Although there are Government hospitals , these often have a reputation for being dirty and patients are charged for all services beyond the absolute basics. There are also private clinics but these are prohibitively expensive for the average Yemeni.
Ras Morbat Clinic addresses these issues through the work of its two departments, the general department and the eye department.
Since its beginning in 1996 the General Department has provided primary healthcare to the poorest people in the local community. For a nominal registration fee ($1 per person) a patient can see a doctor as often as required, and is given necessary drugs free of charge by the on-site pharmacy. There is also a small laboratory on site where a variety of tests can be conducted, leading to rapid diagnosis and treatment of conditions. There were over 10,000 appointments in the general department in 2010.
The Eye Department welcomes patients from all over Yemen, and offers visual acuity, refraction, examination by ophthalmologists and laser or surgical treatment as required. The Eye Department also runs camps, for example an annual trip to Mocha, to treat patients in regions where there are no eye clinics. There were over 5,000 appointments in the eye department in 2010, and over 450 operations were performed. The Eye Department is also an Implementing Partner of UNHCR and provides eye care to the Somali refugee population living in the Aden area.

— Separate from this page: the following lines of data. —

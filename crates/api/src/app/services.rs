//! Store and service wiring shared by every handler.

use std::sync::Arc;

use anyhow::Context;
use sqlx::PgPool;

use digiwallet_infra::store::{
    self, InMemoryTransactionStore, InMemoryUserStore, InMemoryWalletStore,
    PostgresTransactionStore, PostgresUserStore, PostgresWalletStore, TransactionStore, UserStore,
    WalletStore,
};
use digiwallet_infra::{
    AccountDirectory, AccountingEngine, AppConfig, HistoryService, TransactionRecorder,
    WalletOperations,
};
use digiwallet_wallet::{CommissionPolicy, RecorderPolicy};

#[derive(Clone)]
pub struct AppServices {
    pub accounts: AccountDirectory,
    pub operations: WalletOperations,
    pub history: HistoryService,
}

impl AppServices {
    fn wire(
        wallets: Arc<dyn WalletStore>,
        transactions: Arc<dyn TransactionStore>,
        users: Arc<dyn UserStore>,
        commission: CommissionPolicy,
        recorder: RecorderPolicy,
    ) -> Self {
        let engine = AccountingEngine::new(wallets);
        let recorder = TransactionRecorder::new(transactions.clone(), commission, recorder);
        Self {
            accounts: AccountDirectory::new(users.clone(), engine.clone()),
            operations: WalletOperations::new(engine, recorder),
            history: HistoryService::new(transactions, users),
        }
    }

    /// Process-local stores; state is lost on restart.
    pub fn in_memory(commission: CommissionPolicy, recorder: RecorderPolicy) -> Self {
        Self::wire(
            Arc::new(InMemoryWalletStore::new()),
            Arc::new(InMemoryTransactionStore::new()),
            Arc::new(InMemoryUserStore::new()),
            commission,
            recorder,
        )
    }

    /// Postgres stores over a shared pool. The schema must already be applied.
    pub fn postgres(pool: PgPool, commission: CommissionPolicy, recorder: RecorderPolicy) -> Self {
        Self::wire(
            Arc::new(PostgresWalletStore::new(pool.clone())),
            Arc::new(PostgresTransactionStore::new(pool.clone())),
            Arc::new(PostgresUserStore::new(pool)),
            commission,
            recorder,
        )
    }

    pub async fn from_config(config: &AppConfig) -> anyhow::Result<Self> {
        match &config.database_url {
            Some(url) => {
                let pool = store::postgres::connect(url)
                    .await
                    .context("failed to connect to DATABASE_URL")?;
                tracing::info!("using postgres ledger stores");
                Ok(Self::postgres(pool, config.commission, config.recorder))
            }
            None => {
                tracing::warn!("DATABASE_URL not set; using in-memory ledger stores");
                Ok(Self::in_memory(config.commission, config.recorder))
            }
        }
    }
}
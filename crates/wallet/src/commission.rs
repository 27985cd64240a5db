use rust_decimal::Decimal;
use serde::{Deserialize, Serialize};

use digiwallet_core::{Amount, DomainError, DomainResult};

/// Commission charged on agent-mediated operations.
///
/// The commission is written onto the transaction record only. It is not
/// credited to the agent nor deducted from the customer.
#[derive(Debug, Clone, Copy, PartialEq, Eq, Serialize, Deserialize)]
pub struct CommissionPolicy {
    rate: Decimal,
}

impl CommissionPolicy {
    /// 2%.
    pub const DEFAULT_RATE: Decimal = Decimal::from_parts(2, 0, 0, false, 2);

    pub fn new(rate: Decimal) -> DomainResult<Self> {
        if rate < Decimal::ZERO || rate > Decimal::ONE {
            return Err(DomainError::invalid_input("commission rate must be within [0, 1]"));
        }
        Ok(Self { rate })
    }

    pub fn rate(&self) -> Decimal {
        self.rate
    }

    pub fn commission_for(&self, amount: Amount) -> Decimal {
        amount.portion(self.rate)
    }
}

impl Default for CommissionPolicy {
    fn default() -> Self {
        Self {
            rate: Self::DEFAULT_RATE,
        }
    }
}
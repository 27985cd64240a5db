use chrono::{DateTime, Utc};
use rust_decimal::Decimal;
use serde::{Deserialize, Serialize};

use digiwallet_core::{Amount, DomainError, TransactionId, UserId};

/// What kind of monetary operation a record describes.
///
/// Balance effects are inferred from the kind; records never point at wallets.
#[derive(Debug, Clone, Copy, PartialEq, Eq, Hash, Serialize, Deserialize)]
#[serde(rename_all = "snake_case")]
pub enum TransactionKind {
    AddMoney,
    Withdraw,
    SendMoney,
    ReceiveMoney,
    CashIn,
    CashOut,
}

impl TransactionKind {
    pub fn as_str(&self) -> &'static str {
        match self {
            TransactionKind::AddMoney => "add_money",
            TransactionKind::Withdraw => "withdraw",
            TransactionKind::SendMoney => "send_money",
            TransactionKind::ReceiveMoney => "receive_money",
            TransactionKind::CashIn => "cash_in",
            TransactionKind::CashOut => "cash_out",
        }
    }

    /// Agent-mediated kinds are the ones that carry a commission.
    pub fn is_agent_mediated(&self) -> bool {
        matches!(self, TransactionKind::CashIn | TransactionKind::CashOut)
    }

    pub fn default_description(&self) -> &'static str {
        match self {
            TransactionKind::AddMoney => "Money added to wallet",
            TransactionKind::Withdraw => "Money withdrawn from wallet",
            TransactionKind::SendMoney => "Money sent to another user",
            TransactionKind::ReceiveMoney => "Money received from another user",
            TransactionKind::CashIn => "Cash-in by agent",
            TransactionKind::CashOut => "Cash-out by agent",
        }
    }
}

impl core::fmt::Display for TransactionKind {
    fn fmt(&self, f: &mut core::fmt::Formatter<'_>) -> core::fmt::Result {
        f.write_str(self.as_str())
    }
}

impl core::str::FromStr for TransactionKind {
    type Err = DomainError;

    fn from_str(s: &str) -> Result<Self, Self::Err> {
        match s {
            "add_money" => Ok(TransactionKind::AddMoney),
            "withdraw" => Ok(TransactionKind::Withdraw),
            "send_money" => Ok(TransactionKind::SendMoney),
            "receive_money" => Ok(TransactionKind::ReceiveMoney),
            "cash_in" => Ok(TransactionKind::CashIn),
            "cash_out" => Ok(TransactionKind::CashOut),
            other => Err(DomainError::invalid_input(format!("unknown transaction type '{other}'"))),
        }
    }
}

/// Record status. Every record is written as `Completed` and never moves.
#[derive(Debug, Clone, Copy, PartialEq, Eq, Hash, Serialize, Deserialize, Default)]
#[serde(rename_all = "lowercase")]
pub enum TransactionStatus {
    Pending,
    #[default]
    Completed,
    Failed,
    Reversed,
}

impl TransactionStatus {
    pub fn as_str(&self) -> &'static str {
        match self {
            TransactionStatus::Pending => "pending",
            TransactionStatus::Completed => "completed",
            TransactionStatus::Failed => "failed",
            TransactionStatus::Reversed => "reversed",
        }
    }
}

impl core::str::FromStr for TransactionStatus {
    type Err = DomainError;

    fn from_str(s: &str) -> Result<Self, Self::Err> {
        match s {
            "pending" => Ok(TransactionStatus::Pending),
            "completed" => Ok(TransactionStatus::Completed),
            "failed" => Ok(TransactionStatus::Failed),
            "reversed" => Ok(TransactionStatus::Reversed),
            other => Err(DomainError::invalid_input(format!(
                "unknown transaction status '{other}'"
            ))),
        }
    }
}

/// Fields of a record that depend on the operation, before it is stamped with
/// an id and timestamps.
#[derive(Debug, Clone, PartialEq, Eq, Serialize, Deserialize)]
pub struct TransactionDraft {
    pub kind: TransactionKind,
    pub sender_id: Option<UserId>,
    pub receiver_id: Option<UserId>,
    pub agent_id: Option<UserId>,
    pub amount: Amount,
    pub commission: Decimal,
    pub description: String,
}

impl TransactionDraft {
    fn base(kind: TransactionKind, amount: Amount) -> Self {
        Self {
            kind,
            sender_id: None,
            receiver_id: None,
            agent_id: None,
            amount,
            commission: Decimal::ZERO,
            description: kind.default_description().to_string(),
        }
    }

    pub fn add_money(user_id: UserId, amount: Amount) -> Self {
        Self {
            receiver_id: Some(user_id),
            ..Self::base(TransactionKind::AddMoney, amount)
        }
    }

    pub fn withdraw(user_id: UserId, amount: Amount) -> Self {
        Self {
            sender_id: Some(user_id),
            ..Self::base(TransactionKind::Withdraw, amount)
        }
    }

    pub fn send_money(sender_id: UserId, receiver_id: UserId, amount: Amount) -> Self {
        Self {
            sender_id: Some(sender_id),
            receiver_id: Some(receiver_id),
            ..Self::base(TransactionKind::SendMoney, amount)
        }
    }

    pub fn receive_money(sender_id: UserId, receiver_id: UserId, amount: Amount) -> Self {
        Self {
            sender_id: Some(sender_id),
            receiver_id: Some(receiver_id),
            ..Self::base(TransactionKind::ReceiveMoney, amount)
        }
    }

    pub fn cash_in(agent_id: UserId, user_id: UserId, amount: Amount, commission: Decimal) -> Self {
        Self {
            agent_id: Some(agent_id),
            receiver_id: Some(user_id),
            commission,
            ..Self::base(TransactionKind::CashIn, amount)
        }
    }

    pub fn cash_out(
        agent_id: UserId,
        user_id: UserId,
        amount: Amount,
        commission: Decimal,
    ) -> Self {
        Self {
            agent_id: Some(agent_id),
            sender_id: Some(user_id),
            commission,
            ..Self::base(TransactionKind::CashOut, amount)
        }
    }

    /// Stamp the draft into a write-once record.
    pub fn into_record(self, id: TransactionId, now: DateTime<Utc>) -> Transaction {
        Transaction {
            id,
            sender_id: self.sender_id,
            receiver_id: self.receiver_id,
            agent_id: self.agent_id,
            amount: self.amount,
            fee: Decimal::ZERO,
            commission: self.commission,
            kind: self.kind,
            status: TransactionStatus::Completed,
            description: Some(self.description),
            is_deleted: false,
            created_at: now,
            updated_at: now,
        }
    }
}

/// Immutable audit record of one completed monetary operation.
#[derive(Debug, Clone, PartialEq, Eq, Serialize, Deserialize)]
pub struct Transaction {
    pub id: TransactionId,
    pub sender_id: Option<UserId>,
    pub receiver_id: Option<UserId>,
    pub agent_id: Option<UserId>,
    pub amount: Amount,
    pub fee: Decimal,
    pub commission: Decimal,
    pub kind: TransactionKind,
    pub status: TransactionStatus,
    pub description: Option<String>,
    pub is_deleted: bool,
    pub created_at: DateTime<Utc>,
    pub updated_at: DateTime<Utc>,
}

impl Transaction {
    /// Whether `user_id` appears in any role (sender, receiver or agent).
    pub fn involves(&self, user_id: UserId) -> bool {
        self.sender_id == Some(user_id)
            || self.receiver_id == Some(user_id)
            || self.agent_id == Some(user_id)
    }

    /// Whether this is a commission-bearing record handled by `agent_id`.
    pub fn is_commission_of(&self, agent_id: UserId) -> bool {
        self.agent_id == Some(agent_id) && self.kind.is_agent_mediated()
    }
}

In addition to providing health care, Ras Morbat Clinic seeks to employ and train local staff, thus increasing the skills within the local community. It’s role as a training institution has been recognised by the Medical Faculty of the University of Aden, and the clinic has been assigned responsibility to share in the regular training of post graduate students.
Despite the recent unrest in Yemen the clinic has continued to open its doors to patients, and the number of patients treated during 2011 was comparable to previous years.